Stored data entries

*** Block opens ***

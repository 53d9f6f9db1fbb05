//! Session error types

use thiserror::Error;

use crate::catalog::SchemaError;
use crate::diff::DiffError;
use crate::merge::MergeError;
use crate::privileges::PrivilegeError;
use crate::storage::{BranchName, StorageError};

/// Result type for repository and session operations.
pub type SessionResult<T> = Result<T, SessionError>;

/// Errors surfaced to callers of [`Repository`](super::Repository) and
/// [`Session`](super::Session).
#[derive(Debug, Error)]
pub enum SessionError {
    #[error(transparent)]
    Storage(#[from] StorageError),

    #[error(transparent)]
    Diff(#[from] DiffError),

    #[error(transparent)]
    Merge(#[from] MergeError),

    #[error("schema error: {0}")]
    Schema(#[from] SchemaError),

    #[error("privilege store error: {0}")]
    Privileges(#[from] PrivilegeError),

    /// a ref expression that resolves to nothing (or to too much)
    #[error("invalid ref '{expr}': {reason}")]
    InvalidRef { expr: String, reason: String },

    /// switching branches would discard uncommitted changes
    #[error("uncommitted changes on branch {0} would be lost")]
    UncommittedChanges(BranchName),

    #[error("nothing to commit")]
    NothingToCommit,

    /// the current branch of a session cannot be deleted
    #[error("cannot delete the checked out branch {0}")]
    CheckedOutBranch(BranchName),

    #[error("no privilege store configured")]
    NoPrivilegeStore,
}

/// Error categories callers can act on.
#[derive(Debug, Clone, Copy, PartialEq, Eq, Hash)]
pub enum ErrorKind {
    /// a table, commit, branch or row does not exist
    NotFound,
    /// the operation needs an ancestry relation that doesn't hold
    InvalidAncestry,
    /// a commit is blocked by outstanding merge conflicts
    UnresolvedConflicts,
    /// a branch or working set moved during the operation; retry
    ConcurrentUpdate,
    /// a structural invariant of the store is violated; not retriable
    Corruption,
    /// the caller asked for something the current state doesn't allow
    InvalidOperation,
}

impl SessionError {
    pub(crate) fn invalid_ref(expr: &str, reason: impl Into<String>) -> Self {
        SessionError::InvalidRef {
            expr: expr.to_string(),
            reason: reason.into(),
        }
    }

    pub fn kind(&self) -> ErrorKind {
        match self {
            SessionError::Storage(e) => storage_kind(e),
            SessionError::Diff(DiffError::TableNotFound(_)) => ErrorKind::NotFound,
            SessionError::Diff(DiffError::InvalidAncestry { .. }) => ErrorKind::InvalidAncestry,
            SessionError::Diff(DiffError::Storage(e)) => storage_kind(e),
            SessionError::Merge(MergeError::UnresolvedConflicts { .. }) => ErrorKind::UnresolvedConflicts,
            SessionError::Merge(MergeError::Storage(e)) => storage_kind(e),
            SessionError::Merge(_) => ErrorKind::InvalidOperation,
            SessionError::InvalidRef { .. } => ErrorKind::NotFound,
            SessionError::Schema(_)
            | SessionError::Privileges(_)
            | SessionError::UncommittedChanges(_)
            | SessionError::NothingToCommit
            | SessionError::CheckedOutBranch(_)
            | SessionError::NoPrivilegeStore => ErrorKind::InvalidOperation,
        }
    }

    pub fn is_not_found(&self) -> bool {
        self.kind() == ErrorKind::NotFound
    }

    pub fn is_conflict(&self) -> bool {
        match self {
            SessionError::Storage(e) => e.is_conflict(),
            SessionError::Merge(e) => e.is_conflict(),
            _ => false,
        }
    }

    /// check if retrying the operation may succeed
    pub fn is_retriable(&self) -> bool {
        self.kind() == ErrorKind::ConcurrentUpdate
    }
}

fn storage_kind(e: &StorageError) -> ErrorKind {
    if e.is_not_found() {
        ErrorKind::NotFound
    } else if e.is_retriable() {
        ErrorKind::ConcurrentUpdate
    } else if e.is_corruption() {
        ErrorKind::Corruption
    } else {
        ErrorKind::InvalidOperation
    }
}
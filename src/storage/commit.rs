//! Commit objects and creation
//!
//! commits are immutable, content-addressed nodes of the history graph:
//! - each commit points at one root snapshot
//! - normal commits have one parent, merge commits two or more
//! - the generation number (`height`) is stored so graph walks can order
//!   commits without loading their ancestors
//!
//! this module handles commit encoding, loading and creation

use chrono::{DateTime, Utc};
use serde::{Deserialize, Serialize};
use tracing::debug;

use crate::storage::error::{StorageError, StorageResult};
use crate::storage::object_store::Store;
use crate::storage::types::{Author, CommitId, ObjectId};

/// commit metadata
#[derive(Debug, Clone, PartialEq, Eq, Serialize, Deserialize)]
pub struct CommitMeta {
    pub author: Author,
    pub message: String,
    pub timestamp: DateTime<Utc>,
}

/// a stored commit object
#[derive(Debug, Clone, PartialEq, Eq, Serialize, Deserialize)]
pub struct Commit {
    pub parents: Vec<CommitId>,
    pub root: ObjectId,
    pub meta: CommitMeta,
    /// generation number: 1 for a root commit, 1 + max(parent heights) otherwise
    pub height: u64,
}

impl Commit {
    /// load a commit by id
    pub fn load(store: &Store, id: CommitId) -> StorageResult<Commit> {
        let bytes = store
            .try_get(&id.object_id())?
            .ok_or_else(|| StorageError::CommitNotFound(id.to_string()))?;
        serde_json::from_slice(&bytes).map_err(|e| StorageError::corrupted(id, format!("not a commit: {}", e)))
    }

    /// check if this is a merge commit (has multiple parents)
    pub fn is_merge(&self) -> bool {
        self.parents.len() > 1
    }

    /// get the first (or only) parent
    pub fn first_parent(&self) -> Option<CommitId> {
        self.parents.first().copied()
    }

    /// get a short summary of the commit (first line of message)
    pub fn summary(&self) -> &str {
        self.meta.message.lines().next().unwrap_or(&self.meta.message)
    }
}

/// a commit together with its id
#[derive(Debug, Clone, PartialEq, Eq)]
pub struct CommitInfo {
    pub id: CommitId,
    pub commit: Commit,
}

impl CommitInfo {
    pub fn load(store: &Store, id: CommitId) -> StorageResult<CommitInfo> {
        Ok(CommitInfo {
            id,
            commit: Commit::load(store, id)?,
        })
    }
}

/// builder for creating commits with a fluent interface
pub struct CommitBuilder<'a> {
    store: &'a Store,
    root: Option<ObjectId>,
    parents: Vec<CommitId>,
    message: String,
    author: Author,
    timestamp: Option<DateTime<Utc>>,
}

impl<'a> CommitBuilder<'a> {
    /// create a new CommitBuilder
    pub fn new(store: &'a Store) -> Self {
        Self {
            store,
            root: None,
            parents: Vec::new(),
            message: String::new(),
            author: Author::system(),
            timestamp: None,
        }
    }

    /// set the root snapshot for this commit
    pub fn root(mut self, root: ObjectId) -> Self {
        self.root = Some(root);
        self
    }

    /// add a parent commit
    pub fn parent(mut self, parent: CommitId) -> Self {
        self.parents.push(parent);
        self
    }

    /// set multiple parents (for merge commits)
    pub fn parents(mut self, parents: Vec<CommitId>) -> Self {
        self.parents = parents;
        self
    }

    /// set the commit message
    pub fn message(mut self, message: impl Into<String>) -> Self {
        self.message = message.into();
        self
    }

    /// set the author
    pub fn author(mut self, author: Author) -> Self {
        self.author = author;
        self
    }

    /// pin the timestamp instead of using the current time
    pub fn timestamp(mut self, timestamp: DateTime<Utc>) -> Self {
        self.timestamp = Some(timestamp);
        self
    }

    /// write the commit object and return its ID
    ///
    /// the commit is only stored; moving a branch to it is the caller's job
    pub fn commit(self) -> StorageResult<CommitId> {
        let root = self
            .root
            .ok_or_else(|| StorageError::Internal("commit requires a root".to_string()))?;

        let mut height = 0;
        for parent in &self.parents {
            height = height.max(Commit::load(self.store, *parent)?.height);
        }

        let commit = Commit {
            parents: self.parents,
            root,
            meta: CommitMeta {
                author: self.author,
                message: self.message,
                timestamp: self.timestamp.unwrap_or_else(Utc::now),
            },
            height: height + 1,
        };
        let id = CommitId::new(self.store.write_json(&commit)?);
        debug!(
            commit = %id.short(),
            parents = commit.parents.len(),
            height = commit.height,
            "wrote commit"
        );
        Ok(id)
    }
}

/// message formatting for engine-generated commits
pub struct CommitMessage;

impl CommitMessage {
    /// message of the first commit of a repository
    pub fn init() -> String {
        "Initialize data repository".to_string()
    }

    /// message of a merge commit
    pub fn merge(theirs: &str, ours: &str) -> String {
        format!("Merge {} into {}", theirs, ours)
    }

    /// message of a squash merge
    pub fn squash(theirs: &str) -> String {
        format!("Squash merge {}", theirs)
    }
}
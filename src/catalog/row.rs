//! Rows addressed by column tag.

use std::collections::BTreeMap;
use std::fmt;

use serde::{Deserialize, Serialize};

use super::schema::Schema;
use super::types::Tag;
use super::value::{Value, NULL};

/// A full row: one value per column tag. Nulls are not stored, so two rows
/// compare equal exactly when every column is canonically equal.
#[derive(Debug, Clone, Default, PartialEq, Serialize, Deserialize)]
#[serde(transparent)]
pub struct Row(BTreeMap<Tag, Value>);

impl Row {
    pub fn new() -> Self {
        Self::default()
    }

    /// Set a column value; setting `Null` clears it.
    pub fn set(&mut self, tag: Tag, value: Value) {
        if value.is_null() {
            self.0.remove(&tag);
        } else {
            self.0.insert(tag, value);
        }
    }

    /// Builder form of [`Row::set`].
    pub fn with(mut self, tag: Tag, value: impl Into<Value>) -> Self {
        self.set(tag, value.into());
        self
    }

    /// Value of a column, `Null` if unset.
    pub fn get(&self, tag: Tag) -> &Value {
        self.0.get(&tag).unwrap_or(&NULL)
    }

    /// Value of a column if it is set.
    pub fn try_get(&self, tag: Tag) -> Option<&Value> {
        self.0.get(&tag)
    }

    /// Value of a column looked up by name.
    pub fn get_by_name<'a>(&'a self, schema: &Schema, name: &str) -> &'a Value {
        match schema.column_by_name(name) {
            Some(col) => self.get(col.tag),
            None => &NULL,
        }
    }

    pub fn remove(&mut self, tag: Tag) -> Option<Value> {
        self.0.remove(&tag)
    }

    /// Non-null values in tag order.
    pub fn iter(&self) -> impl Iterator<Item = (Tag, &Value)> + '_ {
        self.0.iter().map(|(tag, value)| (*tag, value))
    }

    /// Number of non-null values.
    pub fn len(&self) -> usize {
        self.0.len()
    }

    pub fn is_empty(&self) -> bool {
        self.0.is_empty()
    }

    /// Keep only the columns `keep` accepts.
    pub fn retain(&mut self, mut keep: impl FnMut(Tag) -> bool) {
        self.0.retain(|tag, _| keep(*tag));
    }

    /// Values in schema column order (nulls included).
    pub fn values(&self, schema: &Schema) -> Vec<Value> {
        schema.columns().iter().map(|c| self.get(c.tag).clone()).collect()
    }

    /// (name, value) pairs in schema column order.
    pub fn named(&self, schema: &Schema) -> Vec<(String, Value)> {
        schema
            .columns()
            .iter()
            .map(|c| (c.name.clone(), self.get(c.tag).clone()))
            .collect()
    }
}

impl FromIterator<(Tag, Value)> for Row {
    fn from_iter<I: IntoIterator<Item = (Tag, Value)>>(iter: I) -> Self {
        let mut row = Row::new();
        for (tag, value) in iter {
            row.set(tag, value);
        }
        row
    }
}

impl fmt::Display for Row {
    fn fmt(&self, f: &mut fmt::Formatter<'_>) -> fmt::Result {
        write!(f, "{{")?;
        for (i, (tag, value)) in self.0.iter().enumerate() {
            if i > 0 {
                write!(f, ", ")?;
            }
            write!(f, "{}: {}", tag, value)?;
        }
        write!(f, "}}")
    }
}

/// Render key values the way error messages and conflicts show them.
pub fn format_key(key: &[Value]) -> String {
    let parts: Vec<String> = key.iter().map(|v| v.to_string()).collect();
    format!("({})", parts.join(", "))
}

*** Block closes ***

Task statement
Write down, word for word, the lines above from the one containing "(or only) parent" through the one containing "self.message = message.into();", both ends included.

Exercise output
    /// get the first (or only) parent
    pub fn first_parent(&self) -> Option<CommitId> {
        self.parents.first().copied()
    }

    /// get a short summary of the commit (first line of message)
    pub fn summary(&self) -> &str {
        self.meta.message.lines().next().unwrap_or(&self.meta.message)
    }
}

/// a commit together with its id
#[derive(Debug, Clone, PartialEq, Eq)]
pub struct CommitInfo {
    pub id: CommitId,
    pub commit: Commit,
}

impl CommitInfo {
    pub fn load(store: &Store, id: CommitId) -> StorageResult<CommitInfo> {
        Ok(CommitInfo {
            id,
            commit: Commit::load(store, id)?,
        })
    }
}

/// builder for creating commits with a fluent interface
pub struct CommitBuilder<'a> {
    store: &'a Store,
    root: Option<ObjectId>,
    parents: Vec<CommitId>,
    message: String,
    author: Author,
    timestamp: Option<DateTime<Utc>>,
}

impl<'a> CommitBuilder<'a> {
    /// create a new CommitBuilder
    pub fn new(store: &'a Store) -> Self {
        Self {
            store,
            root: None,
            parents: Vec::new(),
            message: String::new(),
            author: Author::system(),
            timestamp: None,
        }
    }

    /// set the root snapshot for this commit
    pub fn root(mut self, root: ObjectId) -> Self {
        self.root = Some(root);
        self
    }

    /// add a parent commit
    pub fn parent(mut self, parent: CommitId) -> Self {
        self.parents.push(parent);
        self
    }

    /// set multiple parents (for merge commits)
    pub fn parents(mut self, parents: Vec<CommitId>) -> Self {
        self.parents = parents;
        self
    }

    /// set the commit message
    pub fn message(mut self, message: impl Into<String>) -> Self {
        self.message = message.into();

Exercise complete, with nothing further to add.